* **DATA TO PROCESS**
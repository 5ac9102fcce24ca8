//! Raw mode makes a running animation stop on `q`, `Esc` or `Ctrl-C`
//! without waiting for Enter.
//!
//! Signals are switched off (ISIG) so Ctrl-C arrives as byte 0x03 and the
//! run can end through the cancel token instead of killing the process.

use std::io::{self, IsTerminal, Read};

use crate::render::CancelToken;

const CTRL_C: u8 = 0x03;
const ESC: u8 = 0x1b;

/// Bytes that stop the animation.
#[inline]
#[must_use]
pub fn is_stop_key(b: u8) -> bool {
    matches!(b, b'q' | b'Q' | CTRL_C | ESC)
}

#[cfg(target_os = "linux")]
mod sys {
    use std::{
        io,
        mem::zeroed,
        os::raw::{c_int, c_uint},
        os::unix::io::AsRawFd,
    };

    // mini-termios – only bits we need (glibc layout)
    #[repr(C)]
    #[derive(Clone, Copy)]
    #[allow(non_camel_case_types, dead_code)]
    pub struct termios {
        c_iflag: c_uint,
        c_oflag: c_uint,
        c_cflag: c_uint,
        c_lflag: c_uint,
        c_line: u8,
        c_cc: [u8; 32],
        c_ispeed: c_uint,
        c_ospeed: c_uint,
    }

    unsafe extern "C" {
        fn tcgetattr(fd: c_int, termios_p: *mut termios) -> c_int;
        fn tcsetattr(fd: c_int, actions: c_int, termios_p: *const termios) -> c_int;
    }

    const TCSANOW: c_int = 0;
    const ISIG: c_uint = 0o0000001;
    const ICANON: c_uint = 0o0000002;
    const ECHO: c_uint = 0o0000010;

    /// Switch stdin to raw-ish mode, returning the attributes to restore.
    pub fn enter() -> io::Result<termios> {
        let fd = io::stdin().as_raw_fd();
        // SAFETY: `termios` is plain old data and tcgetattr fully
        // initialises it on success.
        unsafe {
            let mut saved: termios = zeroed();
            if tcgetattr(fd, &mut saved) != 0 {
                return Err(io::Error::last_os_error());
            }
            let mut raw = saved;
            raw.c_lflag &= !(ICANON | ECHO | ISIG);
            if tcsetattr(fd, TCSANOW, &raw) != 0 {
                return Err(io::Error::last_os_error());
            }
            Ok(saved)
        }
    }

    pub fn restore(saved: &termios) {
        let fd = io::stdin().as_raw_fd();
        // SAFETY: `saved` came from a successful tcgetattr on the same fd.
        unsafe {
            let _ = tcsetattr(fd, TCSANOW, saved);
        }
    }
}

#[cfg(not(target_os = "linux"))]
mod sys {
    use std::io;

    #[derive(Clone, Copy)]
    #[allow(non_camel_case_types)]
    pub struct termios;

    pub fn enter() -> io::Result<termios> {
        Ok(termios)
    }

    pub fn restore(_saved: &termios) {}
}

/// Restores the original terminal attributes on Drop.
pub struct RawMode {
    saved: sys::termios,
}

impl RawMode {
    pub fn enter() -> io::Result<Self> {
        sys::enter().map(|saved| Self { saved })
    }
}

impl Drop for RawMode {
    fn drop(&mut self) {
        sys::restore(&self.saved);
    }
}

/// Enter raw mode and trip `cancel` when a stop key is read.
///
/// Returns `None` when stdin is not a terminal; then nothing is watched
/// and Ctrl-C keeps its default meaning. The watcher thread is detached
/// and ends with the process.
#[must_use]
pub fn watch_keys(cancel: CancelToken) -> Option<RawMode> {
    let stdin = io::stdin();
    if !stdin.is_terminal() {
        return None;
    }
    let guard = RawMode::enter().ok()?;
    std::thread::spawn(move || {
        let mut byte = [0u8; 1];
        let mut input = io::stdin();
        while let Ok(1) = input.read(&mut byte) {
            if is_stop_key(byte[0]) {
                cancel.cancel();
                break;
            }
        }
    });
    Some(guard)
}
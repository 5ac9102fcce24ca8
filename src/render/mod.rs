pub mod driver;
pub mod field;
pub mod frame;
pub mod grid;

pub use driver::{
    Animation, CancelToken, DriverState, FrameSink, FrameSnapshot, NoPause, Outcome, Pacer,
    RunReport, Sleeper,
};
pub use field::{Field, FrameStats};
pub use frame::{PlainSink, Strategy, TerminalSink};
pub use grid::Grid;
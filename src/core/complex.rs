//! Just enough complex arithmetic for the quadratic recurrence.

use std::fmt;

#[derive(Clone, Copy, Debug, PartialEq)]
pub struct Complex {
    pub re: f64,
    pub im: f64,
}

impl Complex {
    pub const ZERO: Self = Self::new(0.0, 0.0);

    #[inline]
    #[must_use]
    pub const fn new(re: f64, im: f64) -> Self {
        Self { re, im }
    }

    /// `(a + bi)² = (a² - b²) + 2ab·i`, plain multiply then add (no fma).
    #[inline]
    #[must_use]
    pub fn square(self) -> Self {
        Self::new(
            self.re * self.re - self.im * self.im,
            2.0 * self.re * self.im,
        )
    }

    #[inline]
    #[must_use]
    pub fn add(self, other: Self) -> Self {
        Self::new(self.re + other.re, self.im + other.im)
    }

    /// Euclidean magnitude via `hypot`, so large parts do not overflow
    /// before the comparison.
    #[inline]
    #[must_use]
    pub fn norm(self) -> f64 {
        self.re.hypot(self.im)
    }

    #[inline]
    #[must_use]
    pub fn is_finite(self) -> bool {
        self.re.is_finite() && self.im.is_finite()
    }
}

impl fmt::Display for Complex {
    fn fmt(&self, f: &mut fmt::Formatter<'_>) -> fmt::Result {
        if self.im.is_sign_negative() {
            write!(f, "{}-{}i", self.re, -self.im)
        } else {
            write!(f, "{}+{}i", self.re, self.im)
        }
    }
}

* **PROBLEM DESCRIPTION**
Return, word for word, the lines of the data above from the line with "add (no fma)." through the line with "Self::new(self.re + other.re, self.im", inclusive.

* **TASK RESPONSE**
    /// `(a + bi)² = (a² - b²) + 2ab·i`, plain multiply then add (no fma).
    #[inline]
    #[must_use]
    pub fn square(self) -> Self {
        Self::new(
            self.re * self.re - self.im * self.im,
            2.0 * self.re * self.im,
        )
    }

    #[inline]
    #[must_use]
    pub fn add(self, other: Self) -> Self {
        Self::new(self.re + other.re, self.im + other.im)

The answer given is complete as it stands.